Memur-Sen’den yapılan açıklamada Ayasofya’nın milletin nezdinde “müze” vasfını hiç kazanmadığı, cami vasfını da hiç kaybetmediği söylendi.
RECEP GÖREN - ANKARA
Memur Sendikaları Konfederasyonu (Memur-Sen) Ayasofya’nın ibadete açılmasıyla ilgili olarak yapılan açıklamada “Milletin nezdinde, gözünde, kararında ve iradesinde “müze” vasfını hiç kazanmayan Camii vasfını da hiç kaybetmeyen Ayasofya; kendi gerçeğinden kopuk, milletin iradesinden uzak, bağımsız devlet perspektifiyle uyumsuz bütün gereksiz isimlerinden, vasıflarından, sınırlarından, yasaklarından arınmış ve gerçekte olduğu gibi hep olması gerektiği gibi cami olarak millete ait olarak ve milletin hizmetine matuf olarak özgürlüğüne ve hakikatine kavuşmuştur” denildi.
Esaret dönemi bitti
Ayasofya’nın cami vasfını ve vakfiyesini yok sayan gayrı hukukî 1934 tarihli Bakanlar Kurulu Kararı’nın Danıştay tarafından iptalinin hakikatin ikamesi, hakkın iadesi, haksızlığın, hukuksuzluğun izalesi olduğu ifade edilen açıklamada, “Bu karar, milletin 86 yıldır kanayan yarasının kapanmasına, bir Caminin cemaatine yeniden kavuşmasına, fethin hukukunun korunmasına, feth edenlerin emanetine sahip çıkılmasına dair hukukî zemindir.
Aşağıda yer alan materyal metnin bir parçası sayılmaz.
//! JSON file identity storage.

use std::path::{Path, PathBuf};

use async_trait::async_trait;
use wschat_core::{Identity, IdentityStore, StorageError};

/// File name used under the configuration directory.
const FILE_NAME: &str = "identity.json";

/// Identity persisted as a small JSON document.
#[derive(Debug, Clone)]
pub struct FileIdentityStore {
    path: PathBuf,
}

impl FileIdentityStore {
    /// Store backed by `path`. The file is created on first save.
    pub fn new(path: impl Into<PathBuf>) -> Self {
        Self { path: path.into() }
    }

    /// `<config dir>/wschat/identity.json`, if the platform has a config dir.
    #[must_use]
    pub fn default_location() -> Option<Self> {
        dirs::config_dir().map(|dir| Self::new(dir.join("wschat").join(FILE_NAME)))
    }

    #[must_use]
    pub fn path(&self) -> &Path {
        &self.path
    }
}

#[async_trait]
impl IdentityStore for FileIdentityStore {
    async fn load(&self) -> Result<Option<Identity>, StorageError> {
        let raw = match tokio::fs::read(&self.path).await {
            Ok(raw) => raw,
            Err(e) if e.kind() == std::io::ErrorKind::NotFound => return Ok(None),
            Err(e) => return Err(e.into()),
        };
        Ok(Some(serde_json::from_slice(&raw)?))
    }

    async fn save(&self, identity: &Identity) -> Result<(), StorageError> {
        if let Some(parent) = self.path.parent() {
            tokio::fs::create_dir_all(parent).await?;
        }
        let raw = serde_json::to_vec_pretty(identity)?;
        tokio::fs::write(&self.path, raw).await?;
        tracing::debug!(path = %self.path.display(), "Saved identity");
        Ok(())
    }
}

#[cfg(test)]
mod tests {
    use super::*;

    #[tokio::test]
    async fn test_missing_file_loads_none() {
        let dir = tempfile::tempdir().unwrap();
        let store = FileIdentityStore::new(dir.path().join("nested").join(FILE_NAME));
        assert!(store.load().await.unwrap().is_none());
    }

    #[tokio::test]
    async fn test_save_creates_parent_dirs() {
        let dir = tempfile::tempdir().unwrap();
        let store = FileIdentityStore::new(dir.path().join("nested").join(FILE_NAME));

        let identity = Identity::new("Bob", "musica");
        store.save(&identity).await.unwrap();
        assert_eq!(store.load().await.unwrap(), Some(identity));
    }

    #[tokio::test]
    async fn test_corrupt_file_is_an_error() {
        let dir = tempfile::tempdir().unwrap();
        let path = dir.path().join(FILE_NAME);
        tokio::fs::write(&path, b"{nope").await.unwrap();

        let store = FileIdentityStore::new(path);
        assert!(matches!(
            store.load().await,
            Err(StorageError::Serialization(_))
        ));
    }
}
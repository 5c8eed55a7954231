//! In-memory identity storage.

use std::sync::RwLock;

use async_trait::async_trait;
use wschat_core::{Identity, IdentityStore, StorageError};

/// In-memory storage implementation.
///
/// Useful for tests and for front ends that do not persist anything.
/// Data is lost on restart.
#[derive(Debug, Default)]
pub struct MemoryIdentityStore {
    identity: RwLock<Option<Identity>>,
}

impl MemoryIdentityStore {
    /// Create an empty store.
    #[must_use]
    pub fn new() -> Self {
        Self::default()
    }

    /// Create a store that already holds an identity.
    #[must_use]
    pub fn with_identity(identity: Identity) -> Self {
        Self {
            identity: RwLock::new(Some(identity)),
        }
    }
}

#[async_trait]
impl IdentityStore for MemoryIdentityStore {
    async fn load(&self) -> Result<Option<Identity>, StorageError> {
        Ok(self
            .identity
            .read()
            .map_err(|e| StorageError::Internal(e.to_string()))?
            .clone())
    }

    async fn save(&self, identity: &Identity) -> Result<(), StorageError> {
        *self
            .identity
            .write()
            .map_err(|e| StorageError::Internal(e.to_string()))? = Some(identity.clone());
        Ok(())
    }
}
Bir çağı kapatan fethin ve o fethe komutanlık yapan Fatihin emanetinin gereği yerine getirilmiş, tarihi nitelikteki bu kararla Ayasofya’nın müze yapılmasıyla başlayan esaret dönemi sona ermiştir” denildi.
Kararın icrası gecikmesin
Memur-Sen açıklamasında kararın icrası için gecikilmemesi ve Ayasofya Camii’nin bir bütün olarak millete ait olduğuna ait tescil bir an önce gerçekleşmesi istenirken şu görüşlere yer verildi: “O tescil, minarelerinden ezanın, mihrabından, minberinden, kubbesinden, fethin onurunu yüklenen gövdesinden çağlar ötesinden ve öncesinden gelen Hakikatin sesinin yükselmesidir. Danıştay’ın kararı böylece milletin kararını ilâm ve ilân etmiş; Ayasofya Camii konusunda alınmış müze kararının –bizim de ifade ettiğimiz şekilde- hukuka değil keyfiliğe dayandığı hakikatinin de tesbitidir. Danıştay’ın kararıyla hukuk ve tarihî gerçeklik sosyal hayatla uyumlu hâle gelmiş, Fatih’in vasiyeti ve vakfiyesinin gereği yapılmıştır. Sonuçta karar; Ayasofya’nın cami olduğunun tescili, vakfiyesinin teyidi, millet iradesinin ve hukukun gereğinin yerine getirilmesidir. Kararla; Ayasofya aslî hüviyetine, millet de camisine kavuşmuştur.”